▸ Your goal
Determine how many lines below contain the string "Ordering" and give that number without anything else.

• • • • • • •

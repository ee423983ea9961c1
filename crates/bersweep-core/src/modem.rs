//! Amplitude-Shift Keying Modems — bit-group ↔ amplitude mapping
//!
//! Maps groups of bits onto real-valued amplitudes and back. Two
//! constellations are provided: antipodal 2-ASK (one bit per symbol) and
//! 4-ASK over {-3, -1, +1, +3} (two bits per symbol) with either Gray or
//! Natural bit labeling.
//!
//! Hard demapping slices the received amplitude against fixed thresholds;
//! soft demapping produces per-bit log-likelihood ratios from the full
//! Gaussian likelihoods of all constellation points. Positive LLR means
//! bit 0 is the more likely hypothesis.
//!
//! ## Example
//!
//! ```rust
//! use bersweep_core::modem::{Ask4Mapping, Ask4Modem, Modem};
//!
//! let modem = Ask4Modem::new(Ask4Mapping::Gray);
//! assert_eq!(modem.bits_per_symbol(), 2);
//! assert_eq!(modem.modulate(&[true, false]), 3.0); // Gray 10 → +3
//!
//! let mut bits = [false; 2];
//! modem.demodulate(2.7, &mut bits);
//! assert_eq!(bits, [true, false]);
//! ```

/// Scratch slots a caller must provide per symbol. No modem maps more
/// bits than this per channel use.
pub const MAX_BITS_PER_SYMBOL: usize = 8;

/// A memoryless mapper between bit groups and real amplitudes.
///
/// `modulate` consumes exactly `bits_per_symbol()` leading entries of its
/// input slice and ignores the rest; `demodulate` and `demodulate_llr`
/// fill exactly that many leading entries of their output slices.
pub trait Modem: Send + Sync {
    /// Map the leading `bits_per_symbol()` bits to one amplitude.
    fn modulate(&self, bits: &[bool]) -> f64;

    /// Hard-decide the received amplitude back into bits.
    fn demodulate(&self, r: f64, bits_out: &mut [bool]);

    /// Per-bit log-likelihood ratios for the received amplitude, given
    /// Gaussian noise of variance `sigma2`. Positive ⇒ bit 0 more likely.
    fn demodulate_llr(&self, r: f64, sigma2: f64, llr_out: &mut [f64]);

    /// Bits carried per channel use.
    fn bits_per_symbol(&self) -> usize;

    /// Mean symbol energy of the constellation.
    fn symbol_energy(&self) -> f64;
}

/// Antipodal 2-ASK: bit 0 → +1, bit 1 → −1.
#[derive(Debug, Clone, Copy, Default)]
pub struct Ask2Modem;

impl Modem for Ask2Modem {
    fn modulate(&self, bits: &[bool]) -> f64 {
        if bits[0] {
            -1.0
        } else {
            1.0
        }
    }

    fn demodulate(&self, r: f64, bits_out: &mut [bool]) {
        bits_out[0] = r < 0.0;
    }

    fn demodulate_llr(&self, r: f64, sigma2: f64, llr_out: &mut [f64]) {
        llr_out[0] = 2.0 * r / sigma2;
    }

    #[inline]
    fn bits_per_symbol(&self) -> usize {
        1
    }

    #[inline]
    fn symbol_energy(&self) -> f64 {
        1.0
    }
}

/// Bit labeling for the 4-ASK constellation.
#[derive(Debug, Clone, Copy, PartialEq, Eq)]
pub enum Ask4Mapping {
    /// Adjacent symbols differ in exactly one bit: 00→−3, 01→−1, 11→+1, 10→+3.
    Gray,
    /// Binary counting order: 00→−3, 01→−1, 10→+1, 11→+3.
    Natural,
}

/// 4-ASK constellation points in ascending order.
const ASK4_SYMBOLS: [f64; 4] = [-3.0, -1.0, 1.0, 3.0];

/// 4-ASK over {−3, −1, +1, +3} with configurable bit labeling.
///
/// Mean symbol energy is (9 + 1 + 1 + 9) / 4 = 5. Hard demapping slices at
/// −2, 0, +2 to recover the symbol index, then inverts the labeling table.
#[derive(Debug, Clone, Copy)]
pub struct Ask4Modem {
    mapping: Ask4Mapping,
}

impl Ask4Modem {
    pub fn new(mapping: Ask4Mapping) -> Self {
        Self { mapping }
    }

    #[inline]
    pub fn mapping(&self) -> Ask4Mapping {
        self.mapping
    }

    /// Symbol index 0..4 for a received amplitude (thresholds −2, 0, +2).
    #[inline]
    fn slice(r: f64) -> usize {
        if r < -2.0 {
            0
        } else if r < 0.0 {
            1
        } else if r < 2.0 {
            2
        } else {
            3
        }
    }
}

impl Modem for Ask4Modem {
    fn modulate(&self, bits: &[bool]) -> f64 {
        let label = ((bits[0] as usize) << 1) | bits[1] as usize;
        match self.mapping {
            // Gray: 00→−3, 01→−1, 11→+1, 10→+3
            Ask4Mapping::Gray => match label {
                0 => -3.0,
                1 => -1.0,
                3 => 1.0,
                _ => 3.0,
            },
            // Natural: 00→−3, 01→−1, 10→+1, 11→+3
            Ask4Mapping::Natural => ASK4_SYMBOLS[label],
        }
    }

    fn demodulate(&self, r: f64, bits_out: &mut [bool]) {
        let sym = Self::slice(r);
        let (b0, b1) = match self.mapping {
            Ask4Mapping::Gray => match sym {
                0 => (false, false), // −3 → 00
                1 => (false, true),  // −1 → 01
                2 => (true, true),   // +1 → 11
                _ => (true, false),  // +3 → 10
            },
            Ask4Mapping::Natural => match sym {
                0 => (false, false),
                1 => (false, true),
                2 => (true, false),
                _ => (true, true),
            },
        };
        bits_out[0] = b0;
        bits_out[1] = b1;
    }

    fn demodulate_llr(&self, r: f64, sigma2: f64, llr_out: &mut [f64]) {
        // Gaussian likelihood of each constellation point.
        let mut p = [0.0f64; 4];
        for (k, &s) in ASK4_SYMBOLS.iter().enumerate() {
            let d = r - s;
            p[k] = (-d * d / (2.0 * sigma2)).exp();
        }

        // MSB partitions {−3,−1} against {+1,+3} under both labelings.
        llr_out[0] = ((p[0] + p[1]) / (p[2] + p[3])).ln();
        llr_out[1] = match self.mapping {
            // Gray LSB: {−3,+3} vs {−1,+1}
            Ask4Mapping::Gray => ((p[0] + p[3]) / (p[1] + p[2])).ln(),
            // Natural LSB: {−3,+1} vs {−1,+3}
            Ask4Mapping::Natural => ((p[0] + p[2]) / (p[1] + p[3])).ln(),
        };
    }

    #[inline]
    fn bits_per_symbol(&self) -> usize {
        2
    }

    #[inline]
    fn symbol_energy(&self) -> f64 {
        5.0
    }
}
#[allow(clippy::too_many_arguments)]
fn run_worker(
    seed: u64,
    sigma: f64,
    z: f64,
    params: &EngineParams,
    modem: &dyn Modem,
    channel: &dyn Channel,
    coder: &dyn Coder,
    shared: &Shared,
) {
    let mut rng = ChaCha8Rng::seed_from_u64(seed);
    let sigma2 = sigma * sigma;
    let m = modem.bits_per_symbol();
    let soft = coder.supports_soft();

    // Scratch buffers live for the whole worker; the frame loop itself
    // does not allocate.
    let mut info: Vec<bool> = Vec::with_capacity(params.frame_len);
    let mut coded: Vec<bool> = Vec::with_capacity(2 * params.frame_len + 16);
    let mut hard: Vec<bool> = Vec::with_capacity(2 * params.frame_len + 16);
    let mut llrs: Vec<f64> = Vec::with_capacity(2 * params.frame_len + 16);
    let mut decoded: Vec<bool> = Vec::with_capacity(params.frame_len);

    while !shared.stop.load(Ordering::Relaxed) {
        info.clear();
        for _ in 0..params.frame_len {
            info.push(rng.gen_bool(0.5));
        }

        coder.encode(&info, &mut coded);

        hard.clear();
        llrs.clear();
        let mut i = 0;
        while i < coded.len() {
            // Zero-pad a ragged trailing group into the scratch slots.
            let mut group = [false; MAX_BITS_PER_SYMBOL];
            for k in 0..m {
                if i + k < coded.len() {
                    group[k] = coded[i + k];
                }
            }
            let s = modem.modulate(&group);
            let out = channel.transmit(s, &mut rng, sigma);

            // Coherent one-tap equalization against the reported gain.
            let g = if out.gain > 0.0 { out.gain } else { 1.0 };
            let r_eq = out.y / g;
            let sigma2_eq = sigma2 / (g * g);

            if soft {
                let mut l = [0.0f64; MAX_BITS_PER_SYMBOL];
                modem.demodulate_llr(r_eq, sigma2_eq, &mut l);
                for k in 0..m {
                    if i + k < coded.len() {
                        llrs.push(l[k]);
                    }
                }
            } else {
                let mut b = [false; MAX_BITS_PER_SYMBOL];
                modem.demodulate(r_eq, &mut b);
                for k in 0..m {
                    if i + k < coded.len() {
                        hard.push(b[k]);
                    }
                }
            }
            i += m;
        }

        if soft {
            coder.decode_soft(&llrs, &mut decoded);
        } else {
            coder.decode(&hard, &mut decoded);
        }

        let n = info.len().min(decoded.len());
        let mut local_errs = 0u64;
        for j in 0..n {
            if info[j] != decoded[j] {
                local_errs += 1;
            }
        }

        // Publish, then test the predicates on the post-increment
        // snapshot (fetch_add returns the prior value).
        let bits_after = shared.bits.fetch_add(n as u64, Ordering::Relaxed) + n as u64;
        let errs_after = shared.errs.fetch_add(local_errs, Ordering::Relaxed) + local_errs;

        let stop_by_max = params.max_bits > 0 && bits_after >= params.max_bits;
        let stop_by_floor = floor_met(params, z, bits_after, errs_after);
        let stop_by_ci = (params.min_errors == 0 || errs_after >= params.min_errors)
            && ci_goals_met(params, z, bits_after, errs_after);

        if stop_by_max || stop_by_floor || stop_by_ci {
            shared.stop.store(true, Ordering::Relaxed);
            break;
        }
    }
}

• • • • • • •

▸ The completed task
4